ANTIBACTERIAL ACTIVITY FROM GOAT’S MILK WHEY HYDROLIZED BY PROTEASE ENZYME OF BACILLUS
LINCHENIFORMIS
Sitta Fitri Rahmadhina1), Irma Isnafia Arief1*), Cahyo Budiman1)
Department of Animal Production and Technology, Faculty of Animal Science, Bogor Agricultural University, Jl. Agatis, Babakan, Kec. Dramaga, Kabupaten Bogor, Jawa Barat 16680
*Corresponding email: [email protected] Submitted 23 July 2022; Accepted 24 March 2023
ABSTRACT
Food additives had been used to prevent and inhibit the growth of microorganisms and extend shelf life of food. Based on the safety of their used, it has an impact such as microorganism resistance to synthetic antimicrobials. This encourages the development of antimicrobials derived from natural ingredients, especially from milk. The bioactive components of milk protein have not always existed in their natural state, including precursors or peptides that will only be active if they have been hydrolyzed in vitro from their natural proteins. Hydrolysis of milk protein can be carried out using proteolytic enzymes from various sources, including protease extracted from Bacillus lincheniformis. This study used different concentrations of the protease extracted from Bacillus lincheniformis (0.5%, 1% and 1.5%) to produce hydrolyzate which has antibacterial activity in terms of protein content, SDS PAGE profile and the size of the inhibition zone (disc method). The results showed that the best activity of the whey hydrolyzed on Gram-negative Escherichia coli was 1% concentration of protease enzyme. In comparison, Gram positive Staphylococcus aureus can be inhibited with 0.5% concentration of protease enzyme.
Keywords: antibacterial; protease from Bacillus lincheniformis; goat milk
INTRODUCTION
The spoilage of foodstuffs caused by the activity of microorganism both destructive and pathogen microorganism can cause foodborne ilness. A significant amount contamination of food also can cause economic loss, especially in the food industry. The use of additional material of food in the form of chemical material to prevent from growth of microorganism, spoilage and contamination as well as to extend shelf life has another impact towards the safety of users especially appear resitance towards syntetic antimicrobial. It encourages the development of antimicrobial from safetier chemical material without leaving residue. One of alternative sources of natural antimicrobials derived from milk.

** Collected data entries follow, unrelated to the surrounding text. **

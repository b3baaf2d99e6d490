pub mod status;

pub use status::*;
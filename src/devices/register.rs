use crate::err::DeviceError;

pub trait Register {
    fn read(&self) -> u32;
    fn write(&mut self, value: u32) -> Result<(), DeviceError>;
    fn reset(&mut self);
}

/// Plain storage register: the guest reads back exactly what it wrote
#[derive(Debug, Clone)]
pub struct RwRegister {
    value: u32,
}

impl RwRegister {
    pub fn new(initial_value: u32) -> Self {
        Self {
            value: initial_value,
        }
    }
}

impl Register for RwRegister {
    fn read(&self) -> u32 {
        self.value
    }

    fn write(&mut self, value: u32) -> Result<(), DeviceError> {
        self.value = value;
        Ok(())
    }

    fn reset(&mut self) {
        self.value = 0;
    }
}

/// Register whose value is maintained by the device, not the guest
#[derive(Debug, Clone)]
pub struct RoRegister {
    value: u32,
}

impl RoRegister {
    pub fn new(initial_value: u32) -> Self {
        Self {
            value: initial_value,
        }
    }

    pub fn set_value(&mut self, value: u32) {
        self.value = value;
    }
}

impl Register for RoRegister {
    fn read(&self) -> u32 {
        self.value
    }

    fn write(&mut self, _value: u32) -> Result<(), DeviceError> {
        // just ignore writes
        Ok(())
    }

    fn reset(&mut self) {
        self.value = 0;
    }
}
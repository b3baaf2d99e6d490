pub mod devices;
pub mod err;
pub mod monitor;
pub mod regs;
pub mod script;
pub mod subsystem;

pub use devices::*;
pub use err::*;
pub use regs::*;
pub use subsystem::*;
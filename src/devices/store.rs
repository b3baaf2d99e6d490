//! Host file backing the emulated block device.
//!
//! The file is a flat sequence of 512-byte sectors with no header: sector `i`
//! occupies bytes `[i * 512, i * 512 + 512)`. Nothing else is ever written.

use std::fs::{File, OpenOptions};
use std::io::{Read, Seek, SeekFrom, Write};
use std::path::{Path, PathBuf};

use crate::err::DeviceError;

pub const SECTOR_SIZE: usize = 512;

pub type Sector = [u8; SECTOR_SIZE];

/// Sector-granular medium driven by the block device controller.
pub trait SectorStore {
    fn read_sector(&mut self, index: u32) -> Result<Sector, DeviceError>;
    fn write_sector(&mut self, index: u32, data: &Sector) -> Result<(), DeviceError>;

    /// Flush and release the medium. Closing twice is a no-op.
    fn close(&mut self) -> Result<(), DeviceError>;

    /// Whether the medium is still completing an earlier operation.
    fn in_flight(&self) -> bool {
        false
    }

    /// Human readable name for logs and the monitor.
    fn describe(&self) -> String;
}

#[derive(Debug)]
pub struct BackingStore {
    path: PathBuf,
    file: Option<File>,
    auto_extend: bool,
}

impl BackingStore {
    /// Opens (creating if needed) `path` for binary read/write.
    pub fn open(path: impl AsRef<Path>) -> Result<Self, DeviceError> {
        Self::open_with(path, false)
    }

    /// Like [`BackingStore::open`], but reads past the end of the file grow it
    /// with zeroes instead of failing.
    pub fn open_with(path: impl AsRef<Path>, auto_extend: bool) -> Result<Self, DeviceError> {
        let path = path.as_ref().to_path_buf();
        let file = OpenOptions::new()
            .read(true)
            .write(true)
            .create(true)
            .truncate(false)
            .open(&path)
            .map_err(|e| DeviceError::open_failed(&path, e))?;

        log::info!("Opened backing store {}", path.display());
        Ok(Self {
            path,
            file: Some(file),
            auto_extend,
        })
    }

    pub fn path(&self) -> &Path {
        &self.path
    }

    pub fn is_open(&self) -> bool {
        self.file.is_some()
    }

    fn file(&mut self) -> Result<&mut File, DeviceError> {
        self.file.as_mut().ok_or_else(DeviceError::closed_store)
    }
}

fn sector_offset(index: u32) -> u64 {
    u64::from(index) * SECTOR_SIZE as u64
}

impl SectorStore for BackingStore {
    fn read_sector(&mut self, index: u32) -> Result<Sector, DeviceError> {
        let auto_extend = self.auto_extend;
        let file = self.file()?;
        let offset = sector_offset(index);
        let len = file.metadata()?.len();

        if offset >= len {
            if !auto_extend {
                return Err(DeviceError::out_of_range(
                    "sector",
                    u64::from(index),
                    len / SECTOR_SIZE as u64,
                ));
            }
            file.set_len(offset + SECTOR_SIZE as u64)?;
            log::debug!("Extended backing store to {} bytes", offset + SECTOR_SIZE as u64);
            return Ok([0; SECTOR_SIZE]);
        }

        let mut sector = [0; SECTOR_SIZE];
        file.seek(SeekFrom::Start(offset))?;
        // A trailing partial sector is a short read
        file.read_exact(&mut sector)?;
        Ok(sector)
    }

    fn write_sector(&mut self, index: u32, data: &Sector) -> Result<(), DeviceError> {
        let file = self.file()?;
        let offset = sector_offset(index);
        let len = file.metadata()?.len();
        if offset > len {
            file.set_len(offset)?;
        }
        file.seek(SeekFrom::Start(offset))?;
        file.write_all(data)?;
        Ok(())
    }

    fn close(&mut self) -> Result<(), DeviceError> {
        if let Some(mut file) = self.file.take() {
            file.flush()?;
            file.sync_data()?;
            log::info!("Closed backing store {}", self.path.display());
        }
        Ok(())
    }

    fn describe(&self) -> String {
        self.path.display().to_string()
    }
}

impl Drop for BackingStore {
    fn drop(&mut self) {
        if let Err(e) = self.close() {
            log::warn!("Failed to close backing store {}: {e}", self.path.display());
        }
    }
}
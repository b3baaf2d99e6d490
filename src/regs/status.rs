//! Status words exposed through the device register file.

use bitfield::bitfield;

bitfield! {
    /// STATUS - Block device controller status register
    ///
    /// Read-only from the guest. BUSY is only ever set inside a single
    /// COMMAND write, so a guest never observes it.
    #[derive(Clone, Copy, Debug, PartialEq, Eq)]
    pub struct BlockStatus(u32);

    // Bits [31:3] - Reserved, RES0

    /// Bit [2] - A successful transfer is waiting to be acknowledged
    pub interrupt_pending, set_interrupt_pending: 2;

    /// Bit [1] - A failed or rejected command is waiting to be acknowledged
    pub error, set_error: 1;

    /// Bit [0] - A transfer is in progress
    pub busy, set_busy: 0;
}

impl BlockStatus {
    /// Create a status word with all bits cleared
    pub const fn new() -> Self {
        Self(0)
    }

    /// Create a status word from a raw u32 value
    pub const fn from_raw(value: u32) -> Self {
        Self(value)
    }

    /// Get raw u32 value
    pub const fn raw(&self) -> u32 {
        self.0
    }
}

impl Default for BlockStatus {
    fn default() -> Self {
        Self::new()
    }
}

bitfield! {
    /// KEY_STATUS - Keyboard status register
    #[derive(Clone, Copy, Debug, PartialEq, Eq)]
    pub struct KeyStatus(u32);

    // Bits [31:1] - Reserved, RES0

    /// Bit [0] - At least one scan code is queued
    pub data_available, set_data_available: 0;
}

impl KeyStatus {
    pub const fn new() -> Self {
        Self(0)
    }

    pub const fn raw(&self) -> u32 {
        self.0
    }
}

impl Default for KeyStatus {
    fn default() -> Self {
        Self::new()
    }
}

Milk is a nutritious food that can be recognized through the balance of its amino acid and improves health. Protein consists of casein and whey protein. Casein is fractionated into α-, β- and k-casein, while whey protein belongs to α-lactalbumin, β- lactoglobulin, Bovine Serum Albumin (BSA) and immunoglobulin (Ig) (Heyman
& Desjeux 1992). It does not only work as nutritional intake but also as source of bioactive peptides with a wide biological function (Szwajkowska et al., 2011). Protein bioactive component of milk does not always exist in its nature. Some of them can be as precursor or peptide that only can be activated if it is hydrolyzed by in vitro from their natural protein. Hydrolysis of milk protein can be done by using proteolytic enzyme from several sources, for example animal digestive enzyme such as trypsin, chymotripsin, and pepsin, protease from plant like bromelain and papain or from
bacterial enzyme for example alkalase from Bacillus licheniformis (Korhonen &
Pihlanto 2007).
Many studies have been done about bioactive peptides from cow milk, thus it is necessary to conduct another research of bioactive peptide milk from another source.

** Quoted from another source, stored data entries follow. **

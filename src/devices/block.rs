//! Register-mapped block device controller.
//!
//! The guest selects a sector through SECTOR, stages or drains a 512-byte
//! buffer one word at a time through DATA, and starts transfers by writing
//! COMMAND. Transfers complete synchronously inside the COMMAND write; the
//! guest still sees the usual completion protocol: INTERRUPT_PENDING (or
//! ERROR) is raised and stays raised until acknowledged with ACK_INTERRUPT.
//!
//! Every finished or rejected command queues one completion, and each
//! ACK_INTERRUPT retires exactly the oldest one. INTERRUPT_PENDING reflects
//! queued successes, ERROR queued failures. The data pointer only rewinds when
//! a command is dispatched.

use std::collections::VecDeque;

use crate::devices::register::{Register, RwRegister};
use crate::devices::store::{BackingStore, SECTOR_SIZE, Sector, SectorStore};
use crate::devices::{MmioDevice, SENTINEL, WORD_SIZE};
use crate::err::DeviceError;
use crate::regs::BlockStatus;

/// Block controller register offsets
pub const BLK_STATUS: u64 = 0x0; // Status Register (read-only)
pub const BLK_COMMAND: u64 = 0x4; // Command Register (write-only)
pub const BLK_SECTOR: u64 = 0x8; // Sector Select Register
pub const BLK_DATA: u64 = 0xC; // Data Port

/// Command codes accepted by BLK_COMMAND
pub const CMD_READ_SECTOR: u32 = 1;
pub const CMD_WRITE_SECTOR: u32 = 2;
pub const CMD_ACK_INTERRUPT: u32 = 3;

const WORD: usize = WORD_SIZE as usize;

#[derive(Clone, Copy, Debug, PartialEq, Eq)]
pub enum Command {
    ReadSector,
    WriteSector,
    AckInterrupt,
}

impl TryFrom<u32> for Command {
    type Error = u32;

    fn try_from(value: u32) -> Result<Self, Self::Error> {
        match value {
            CMD_READ_SECTOR => Ok(Command::ReadSector),
            CMD_WRITE_SECTOR => Ok(Command::WriteSector),
            CMD_ACK_INTERRUPT => Ok(Command::AckInterrupt),
            other => Err(other),
        }
    }
}

#[derive(Clone, Copy, Debug, PartialEq, Eq)]
enum Completion {
    Done,
    Failed,
}

#[derive(Clone, Copy, Debug)]
enum Transfer {
    Read,
    Write,
}

pub struct BlockDeviceController<S: SectorStore = BackingStore> {
    store: Option<S>,
    status: BlockStatus,
    sector: RwRegister,
    /// Byte offset of the next data port access. Equal to SECTOR_SIZE once the
    /// buffer has been fully drained.
    data_pointer: usize,
    buffer: Sector,
    /// Finished or rejected commands not yet acknowledged, oldest first.
    completions: VecDeque<Completion>,
}

impl<S: SectorStore> Default for BlockDeviceController<S> {
    fn default() -> Self {
        Self {
            store: None,
            status: BlockStatus::new(),
            sector: RwRegister::new(0),
            data_pointer: 0,
            buffer: [0; SECTOR_SIZE],
            completions: VecDeque::new(),
        }
    }
}

impl<S: SectorStore> BlockDeviceController<S> {
    /// Attach a medium, resetting the controller. Any previously attached
    /// medium is closed first.
    pub fn attach(&mut self, store: S) {
        self.detach();
        log::info!("Block device attached to {}", store.describe());
        self.store = Some(store);
        self.reset();
    }

    /// Flush and release the medium. Does nothing when nothing is attached.
    pub fn detach(&mut self) {
        if let Some(mut store) = self.store.take() {
            if let Err(e) = store.close() {
                log::warn!("Failed to flush {} on detach: {e}", store.describe());
            }
            log::info!("Block device detached from {}", store.describe());
        }
    }

    pub fn is_attached(&self) -> bool {
        self.store.is_some()
    }

    pub fn store(&self) -> Option<&S> {
        self.store.as_ref()
    }

    pub fn status(&self) -> BlockStatus {
        self.status
    }

    pub fn sector_index(&self) -> u32 {
        self.sector.read()
    }

    pub fn data_pointer(&self) -> usize {
        self.data_pointer
    }

    /// Commands still waiting for an ACK_INTERRUPT
    pub fn pending_completions(&self) -> usize {
        self.completions.len()
    }

    fn is_busy(&self) -> bool {
        self.status.busy() || self.store.as_ref().is_some_and(|store| store.in_flight())
    }

    fn dispatch(&mut self, value: u32) -> Result<(), DeviceError> {
        match Command::try_from(value) {
            Ok(Command::ReadSector) => self.transfer(Transfer::Read),
            Ok(Command::WriteSector) => self.transfer(Transfer::Write),
            Ok(Command::AckInterrupt) => {
                self.acknowledge();
                Ok(())
            }
            Err(code) => {
                log::warn!("Ignoring unknown block device command {code:#x}");
                Ok(())
            }
        }
    }

    fn transfer(&mut self, transfer: Transfer) -> Result<(), DeviceError> {
        if self.is_busy() {
            self.complete(Completion::Failed);
            return Err(DeviceError::DeviceBusy);
        }

        self.status.set_busy(true);
        self.data_pointer = 0;
        let index = self.sector.read();

        let buffer = &mut self.buffer;
        let result = match (self.store.as_mut(), transfer) {
            (None, _) => Err(DeviceError::closed_store()),
            (Some(store), Transfer::Read) => {
                store.read_sector(index).map(|sector| *buffer = sector)
            }
            (Some(store), Transfer::Write) => store.write_sector(index, buffer),
        };

        self.status.set_busy(false);
        match result {
            Ok(()) => {
                log::debug!("{transfer:?} of sector {index} complete");
                self.complete(Completion::Done);
            }
            Err(e) => {
                log::warn!("{transfer:?} of sector {index} failed: {e}");
                self.complete(Completion::Failed);
            }
        }
        Ok(())
    }

    fn complete(&mut self, completion: Completion) {
        self.completions.push_back(completion);
        self.update_status();
    }

    fn acknowledge(&mut self) {
        if let Some(retired) = self.completions.pop_front() {
            log::trace!("Acknowledged {retired:?} completion");
        }
        self.update_status();
    }

    fn update_status(&mut self) {
        let done = self.completions.contains(&Completion::Done);
        let failed = self.completions.contains(&Completion::Failed);
        self.status.set_interrupt_pending(done);
        self.status.set_error(failed);
    }

    fn read_data(&mut self) -> u32 {
        let p = self.data_pointer;
        if p + WORD > SECTOR_SIZE {
            log::trace!("Data port drained, returning sentinel");
            return SENTINEL;
        }
        let mut word = [0; WORD];
        word.copy_from_slice(&self.buffer[p..p + WORD]);
        self.data_pointer += WORD;
        u32::from_le_bytes(word)
    }

    fn write_data(&mut self, value: u32) -> Result<(), DeviceError> {
        let p = self.data_pointer;
        if p + WORD > SECTOR_SIZE {
            return Err(DeviceError::out_of_range(
                "data pointer",
                p as u64,
                SECTOR_SIZE as u64,
            ));
        }
        self.buffer[p..p + WORD].copy_from_slice(&value.to_le_bytes());
        self.data_pointer += WORD;
        Ok(())
    }
}

impl<S: SectorStore> Drop for BlockDeviceController<S> {
    fn drop(&mut self) {
        self.detach();
    }
}

impl<S: SectorStore> MmioDevice for BlockDeviceController<S> {
    fn read(&mut self, offset: u64) -> Result<u32, DeviceError> {
        let value = match offset {
            BLK_STATUS => self.status.raw(),
            BLK_SECTOR => self.sector.read(),
            BLK_DATA => self.read_data(),
            // COMMAND is write-only
            _ => SENTINEL,
        };
        Ok(value)
    }

    fn write(&mut self, offset: u64, value: u32) -> Result<(), DeviceError> {
        match offset {
            BLK_COMMAND => self.dispatch(value)?,
            BLK_SECTOR => self.sector.write(value)?,
            BLK_DATA => self.write_data(value)?,
            // STATUS is read-only, ignore writes
            _ => {}
        }
        Ok(())
    }

    fn reset(&mut self) {
        self.status = BlockStatus::new();
        self.sector.reset();
        self.data_pointer = 0;
        self.buffer = [0; SECTOR_SIZE];
        self.completions.clear();
    }

    fn get_size(&self) -> u64 {
        0x10 // STATUS, COMMAND, SECTOR, DATA
    }

    fn interrupt_pending(&self) -> bool {
        self.status.interrupt_pending()
    }
}
use std::io::{self, Write};

use crate::devices::{MmioDevice, SENTINEL};
use crate::err::DeviceError;

/// Console register offsets
pub const CONSOLE_OUT: u64 = 0x00; // Output Register (write-only)

/// Write-only character sink.
///
/// Every byte is flushed before the register write returns so program output
/// stays ordered with the simulator's own diagnostics.
pub struct ConsoleDevice {
    output: Box<dyn Write + Send>,
    written: u64,
}

impl Default for ConsoleDevice {
    fn default() -> Self {
        Self::new(io::stdout())
    }
}

impl ConsoleDevice {
    pub fn new<W>(output: W) -> Self
    where
        W: Write + Send + 'static,
    {
        Self {
            output: Box::new(output),
            written: 0,
        }
    }

    /// Number of bytes emitted since the last reset
    pub fn written(&self) -> u64 {
        self.written
    }

    fn emit(&mut self, byte: u8) -> Result<(), DeviceError> {
        self.output.write_all(&[byte])?;
        self.output.flush()?;
        self.written += 1;
        Ok(())
    }
}

impl MmioDevice for ConsoleDevice {
    fn read(&mut self, _offset: u64) -> Result<u32, DeviceError> {
        Ok(SENTINEL)
    }

    fn write(&mut self, offset: u64, value: u32) -> Result<(), DeviceError> {
        if offset == CONSOLE_OUT {
            self.emit(value as u8)?;
        }
        Ok(())
    }

    fn reset(&mut self) {
        self.written = 0;
    }

    fn get_size(&self) -> u64 {
        4
    }
}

Accroding to Kusumaningtyas et al., (2015) goat milk can be used as substitude of cow milk. Population of goats in Indonesia is big enough. It becomes the top 10 goats population on the world which is potentioal to produce milk (Aziz, 2010). Hydrolized bioactive peptide from casein of goat milk with papain enzyme produces antioxidant activity (Lestari et al., 2020). The antioxidant activity of goat's milk peptides was also found by hydrolyzing goat's milk with the protease Lactobacillus plantarum S31 in fraction 11 with a pH of 5.0 of 29%.
This fraction also has bacterial inhibitory activity Enteropathogenic Escherichia coli (EPEC K1.1), Staphylococcus aureus, and Listeria monocytogenes (Herlina et al., 2019). Peptide from whey protein of goat milk from hydrolyzing with human gastrointensial is known that it has ability to inhibit Escherichia coli K12 bacteria, Bacillus cereus RT INF01, Listeria monocytogenes and Staphylococcus aureus ATCC 25923 (Almaas et al., 2011). Other research on bioactive peptides hydrolyzed from goat milk using the bromelain enzyme is known to have antioxidant and antibacterial activity against bacteria such as E.coli, S.typhimurium and L.monocytogenes (Kusumaningtyas 2016).

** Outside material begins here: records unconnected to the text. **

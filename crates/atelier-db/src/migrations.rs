//! # Database Migrations
//!
//! Embedded SQL migrations for Atelier.
//!
//! ## Adding New Migrations
//!
//! 1. Create a new file in `migrations/sqlite/` with the next sequence number
//! 2. Name format: `NNN_description.sql` (e.g., `002_add_categories.sql`)
//! 3. Write idempotent SQL (use `IF NOT EXISTS` where possible)
//! 4. **NEVER** modify existing migrations - always add new ones

use sqlx::SqlitePool;
use tracing::info;

use crate::error::DbResult;

/// Embedded migrations from the `migrations/sqlite` directory.
///
/// The `sqlx::migrate!()` macro embeds all SQL files from the specified
/// directory into the binary at compile time. No runtime file access needed.
static MIGRATOR: sqlx::migrate::Migrator = sqlx::migrate!("../../migrations/sqlite");

/// Runs all pending database migrations.
///
/// ## Safety
/// - Idempotent: safe to run multiple times
/// - Transactional: each migration runs in a transaction
/// - Ordered: migrations run in filename order (001, 002, ...)
pub async fn run_migrations(pool: &SqlitePool) -> DbResult<()> {
    info!("Checking for pending migrations");

    MIGRATOR.run(pool).await?;

    info!("All migrations applied successfully");
    Ok(())
}

/// Returns information about migrations.
///
/// ## Returns
/// Tuple of (total_migrations, applied_migrations)
///
/// ## Usage
/// For diagnostics and health checks.
pub async fn migration_status(pool: &SqlitePool) -> DbResult<(usize, usize)> {
    let total = MIGRATOR.migrations.len();

    let applied: i64 = sqlx::query_scalar("SELECT COUNT(*) FROM _sqlx_migrations")
        .fetch_one(pool)
        .await
        .unwrap_or(0);

    Ok((total, applied as usize))
}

In this study, enzymes derived from the bacterium Bacillus lincheniformis were used at various concentrations (0.5%, 1%, and 1.5%) to produce hydrolyzate from whey protein which has antibacterial
*Corresponding author:
Irma Isnafia Arief
Email: [email protected]
Department of Animal Production and Technology, Faculty of Animal Science, Bogor Agricultural University, Jl. Agatis, Babakan, Kec. Dramaga, Kabupaten Bogor, Jawa Barat 16680
How to cite:
Rahmadhina, S. F., Arief, I. I., & Budiman, C. (2023).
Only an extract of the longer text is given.